Thermal radiation

Thermal radiation is electromagnetic radiation generated by the thermal motion of charged particles in matter. All matter with a temperature greater than absolute zero emits thermal radiation.

Examples of thermal radiation include visible light emitted by an incandescent light bulb, infrared radiation emitted by animals and detectable with an infrared camera, and the cosmic microwave background radiation. Thermal radiation is different from thermal convection and thermal conduction--a person near a raging bonfire feels radiant heating from the fire, even if the surrounding air is very cold.

Sunlight is thermal radiation generated by the hot plasma of the Sun. The Earth also emits thermal radiation, but at a much lower intensity and different spectral distribution because it is cooler.

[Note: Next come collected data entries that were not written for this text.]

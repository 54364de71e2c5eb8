pub mod catalog;
pub mod reference;
pub mod validation;

use std::sync::Arc;

use indexmap::IndexMap;
use serde_json::{Map, Value};

use crate::error::AppError;
use crate::model::ComponentDefinition;

pub use validation::ValidatedParams;

/// In-memory catalog of component kinds, keyed by lowercased name.
///
/// Populated once at startup and then shared read-only behind an `Arc`, so
/// lookups and validation never contend with remote exchanges.
#[derive(Debug, Default)]
pub struct ComponentRegistry {
    components: IndexMap<String, Arc<ComponentDefinition>>,
}

/// Registry and identity-table key form of a name.
pub(crate) fn canonical(name: &str) -> String {
    name.trim().to_lowercase()
}

impl ComponentRegistry {
    pub fn new() -> Self {
        Self::default()
    }

    /// Registry holding the built-in catalog.
    pub fn builtin() -> Result<Self, AppError> {
        let mut registry = Self::new();
        for definition in catalog::builtin_components()? {
            registry.register(definition);
        }
        tracing::debug!(count = registry.len(), "loaded component definitions");
        Ok(registry)
    }

    /// Insert or replace a definition. Last write wins: a replaced key keeps
    /// its original position in [`list`](Self::list).
    pub fn register(&mut self, definition: ComponentDefinition) -> Option<Arc<ComponentDefinition>> {
        let key = definition.key();
        let replaced = self.components.insert(key, Arc::new(definition));
        if let Some(old) = &replaced {
            tracing::warn!(component = old.name(), "replaced existing component definition");
        }
        replaced
    }

    pub fn lookup(&self, name: &str) -> Option<Arc<ComponentDefinition>> {
        self.components.get(&canonical(name)).cloned()
    }

    /// Registry keys in insertion order.
    pub fn list(&self) -> Vec<&str> {
        self.components.keys().map(String::as_str).collect()
    }

    pub fn len(&self) -> usize {
        self.components.len()
    }

    pub fn is_empty(&self) -> bool {
        self.components.is_empty()
    }

    pub fn definitions(&self) -> impl Iterator<Item = &Arc<ComponentDefinition>> {
        self.components.values()
    }

    pub fn entries(&self) -> impl Iterator<Item = (&str, &Arc<ComponentDefinition>)> {
        self.components.iter().map(|(k, v)| (k.as_str(), v))
    }

    /// Distinct categories, in the order they first appear.
    pub fn categories(&self) -> Vec<&str> {
        let mut out: Vec<&str> = Vec::new();
        for def in self.components.values() {
            if !out.contains(&def.category()) {
                out.push(def.category());
            }
        }
        out
    }

    pub fn by_category(&self, category: &str) -> Vec<Arc<ComponentDefinition>> {
        let wanted = canonical(category);
        self.components
            .values()
            .filter(|def| def.category().to_lowercase() == wanted)
            .cloned()
            .collect()
    }

    /// Definitions whose name, description, or any example contains `query`,
    /// case-insensitively.
    pub fn search(&self, query: &str) -> Vec<Arc<ComponentDefinition>> {
        let query = query.to_lowercase();
        self.components
            .values()
            .filter(|def| {
                def.name().to_lowercase().contains(&query)
                    || def.description().to_lowercase().contains(&query)
                    || def.examples().iter().any(|e| e.to_lowercase().contains(&query))
            })
            .cloned()
            .collect()
    }

    /// Validate `supplied` against the inputs of component `name`.
    ///
    /// Unknown names fail with [`AppError::UnknownComponent`]; parameter
    /// problems are collected into one [`AppError::InvalidParameters`].
    pub fn validate(&self, name: &str, supplied: &Map<String, Value>) -> Result<ValidatedParams, AppError> {
        self.prepare(name, supplied).map(|(_, validated)| validated)
    }

    /// Like [`validate`](Self::validate), also handing back the definition.
    pub fn prepare(
        &self,
        name: &str,
        supplied: &Map<String, Value>,
    ) -> Result<(Arc<ComponentDefinition>, ValidatedParams), AppError> {
        let definition = self.lookup(name).ok_or_else(|| AppError::UnknownComponent {
            name: name.to_string(),
        })?;
        let validated =
            validation::validate_params(&definition, supplied).map_err(|messages| AppError::InvalidParameters {
                component: definition.key(),
                messages,
            })?;
        Ok((definition, validated))
    }
}

#[cfg(test)]
#[allow(clippy::unwrap_used, clippy::expect_used, clippy::indexing_slicing, clippy::panic)]
mod tests {
    use super::*;
    use crate::model::{ParamType, Parameter};
    use serde_json::json;

    fn params(value: Value) -> Map<String, Value> {
        value.as_object().cloned().unwrap()
    }

    fn registry() -> ComponentRegistry {
        ComponentRegistry::builtin().unwrap()
    }

    fn messages(err: AppError) -> Vec<String> {
        match err {
            AppError::InvalidParameters { messages, .. } => messages,
            other => panic!("expected InvalidParameters, got {other:?}"),
        }
    }

    #[test]
    fn test_lookup_is_case_insensitive() {
        let reg = registry();
        assert_eq!(reg.lookup("CIRCLE").unwrap().internal_name(), "GH_Circle");
        assert_eq!(reg.lookup("Number Slider").unwrap().internal_name(), "GH_NumberSlider");
        assert!(reg.lookup("torus").is_none());
    }

    #[test]
    fn test_list_in_insertion_order() {
        let reg = registry();
        let keys = reg.list();
        assert_eq!(keys.len(), 16);
        assert_eq!(&keys[..4], &["point", "vector", "plane", "circle"]);
        assert_eq!(keys[15], "number slider");
    }

    #[test]
    fn test_register_last_write_wins_keeps_position() {
        let mut reg = registry();
        let replacement = ComponentDefinition::builder("Vector", "GH_VectorXYZ")
            .category("Vector", "Vector")
            .build()
            .unwrap();
        let old = reg.register(replacement).unwrap();
        assert_eq!(old.internal_name(), "GH_Vector");
        assert_eq!(reg.lookup("vector").unwrap().internal_name(), "GH_VectorXYZ");
        assert_eq!(reg.list()[1], "vector");
        assert_eq!(reg.len(), 16);
    }

    #[test]
    fn test_by_category_case_insensitive() {
        let reg = registry();
        let curves: Vec<_> = reg.by_category("curve").iter().map(|d| d.name().to_string()).collect();
        assert_eq!(curves, vec!["Circle", "Line", "Rectangle", "Polyline"]);
        assert!(reg.by_category("Nope").is_empty());
    }

    #[test]
    fn test_categories_first_seen_order() {
        let reg = registry();
        assert_eq!(reg.categories(), vec!["Params", "Vector", "Curve", "Surface", "Transform", "Math"]);
    }

    #[test]
    fn test_search_matches_name_description_and_examples() {
        let reg = registry();
        let names = |q: &str| -> Vec<String> { reg.search(q).iter().map(|d| d.name().to_string()).collect() };
        assert_eq!(names("CIRC"), vec!["Circle", "Extrude"]);
        assert!(names("cylinder").contains(&"Extrude".to_string()));
        assert!(names("multiply").contains(&"Multiplication".to_string()));
        assert!(names("zzz").is_empty());
    }

    #[test]
    fn test_validate_unknown_component() {
        let err = registry().validate("torus", &Map::new()).unwrap_err();
        assert!(matches!(err, AppError::UnknownComponent { ref name } if name == "torus"));
    }

    #[test]
    fn test_validate_fills_defaults_in_declaration_order() {
        let validated = registry().validate("circle", &params(json!({ "Radius": 10 }))).unwrap();
        let keys: Vec<&String> = validated.keys().collect();
        assert_eq!(keys, vec!["Plane", "Radius"]);
        assert_eq!(validated["Plane"], json!("XY plane"));
        assert_eq!(validated["Radius"], json!(10.0));
    }

    #[test]
    fn test_negative_radius_is_range_error() {
        let err = registry().validate("circle", &params(json!({ "Radius": -5 }))).unwrap_err();
        assert!(err.to_string().contains("Radius must be >= 0"));
    }

    #[test]
    fn test_non_numeric_radius_is_type_error() {
        let err = registry().validate("circle", &params(json!({ "Radius": "abc" }))).unwrap_err();
        assert_eq!(messages(err), vec!["Radius must be a number"]);
    }

    #[test]
    fn test_numeric_string_is_coerced() {
        let validated = registry().validate("circle", &params(json!({ "Radius": "2.5" }))).unwrap();
        assert_eq!(validated["Radius"], json!(2.5));
    }

    #[test]
    fn test_missing_required_named_once_each() {
        let err = registry().validate("point", &params(json!({ "Y": 1 }))).unwrap_err();
        let msgs = messages(err);
        assert_eq!(
            msgs,
            vec!["Required parameter 'X' is missing", "Required parameter 'Z' is missing"]
        );
        assert_eq!(msgs.iter().filter(|m| m.contains("'X'")).count(), 1);
    }

    #[test]
    fn test_errors_collected_and_joined() {
        let err = registry()
            .validate("rectangle", &params(json!({ "X Size": -1, "Y Size": "wide" })))
            .unwrap_err();
        assert_eq!(err.to_string(), "X Size must be >= 0; Y Size must be a number");
    }

    #[test]
    fn test_max_bound_checked() {
        let mut reg = ComponentRegistry::new();
        reg.register(
            ComponentDefinition::builder("Percent", "GH_Percent")
                .input(Parameter::required("Value", "V", ParamType::Number, "Percent").with_min(0.0).with_max(100.0))
                .build()
                .unwrap(),
        );
        let err = reg.validate("percent", &params(json!({ "Value": 150 }))).unwrap_err();
        assert_eq!(err.to_string(), "Value must be <= 100");
    }

    #[test]
    fn test_non_number_types_pass_through_and_unknown_keys_ignored() {
        let validated = registry()
            .validate("line", &params(json!({ "Start": [0, 0, 0], "End": "pt2", "Colour": "red" })))
            .unwrap();
        assert_eq!(validated.len(), 2);
        assert_eq!(validated["Start"], json!([0, 0, 0]));
        assert_eq!(validated["End"], json!("pt2"));
        assert!(!validated.contains_key("Colour"));
    }

    #[test]
    fn test_optional_without_default_is_omitted() {
        let mut reg = ComponentRegistry::new();
        reg.register(
            ComponentDefinition::builder("Tag", "GH_Tag")
                .input(Parameter::optional("Label", "L", ParamType::Text, "Label"))
                .build()
                .unwrap(),
        );
        assert!(reg.validate("tag", &Map::new()).unwrap().is_empty());
    }

    #[test]
    fn test_validation_is_deterministic() {
        let reg = registry();
        let input = params(json!({ "X": "1", "Y": -3, "Z": "oops", "W": 9 }));
        let first = reg.validate("point", &input).unwrap_err().to_string();
        for _ in 0..5 {
            assert_eq!(reg.validate("point", &input).unwrap_err().to_string(), first);
        }
        let ok = params(json!({ "X": 1, "Y": 2, "Z": 3 }));
        assert_eq!(reg.validate("point", &ok).unwrap(), reg.validate("point", &ok).unwrap());
    }
}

The Earth's absorption of solar radiation, followed by its outgoing thermal radiation are the two most important processes that determine the temperature and climate of the Earth.

If a radiation-emitting object meets the physical characteristics of a black body in thermodynamic equilibrium, the radiation is called blackbody radiation.[1] Planck's law describes the spectrum of blackbody radiation, which depends only on the object's temperature. Wien's displacement law determines the most likely frequency of the emitted radiation, and the Stefan–Boltzmann law gives the radiant intensity.[2]

In engineering, thermal radiation is considered one of the fundamental methods of heat transfer, although a physicist would likely consider energy transfer through thermal radiation a case of one system performing work on another via electromagnetic radiation, and say that heat is a transfer of energy that does no work. The difference is strictly one of nomenclature.

Contents

Overview

Thermal radiation is the emission of electromagnetic waves from all matter that has a temperature greater than absolute zero.[3] It represents a conversion of thermal energy into electromagnetic energy. Thermal energy is the collective mean kinetic energy of the random movements of atoms and molecules in matter. Atoms and molecules are composed of charged particles, i.e. protons and electrons and their oscillations result in the electrodynamic generation of coupled electric and magnetic fields, resulting in the emission of photons, radiating energy and carrying entropy away from the body through its surface boundary. Electromagnetic radiation, or light, does not require the presence of matter to propagate and travels in the vacuum of space infinitely far if unobstructed.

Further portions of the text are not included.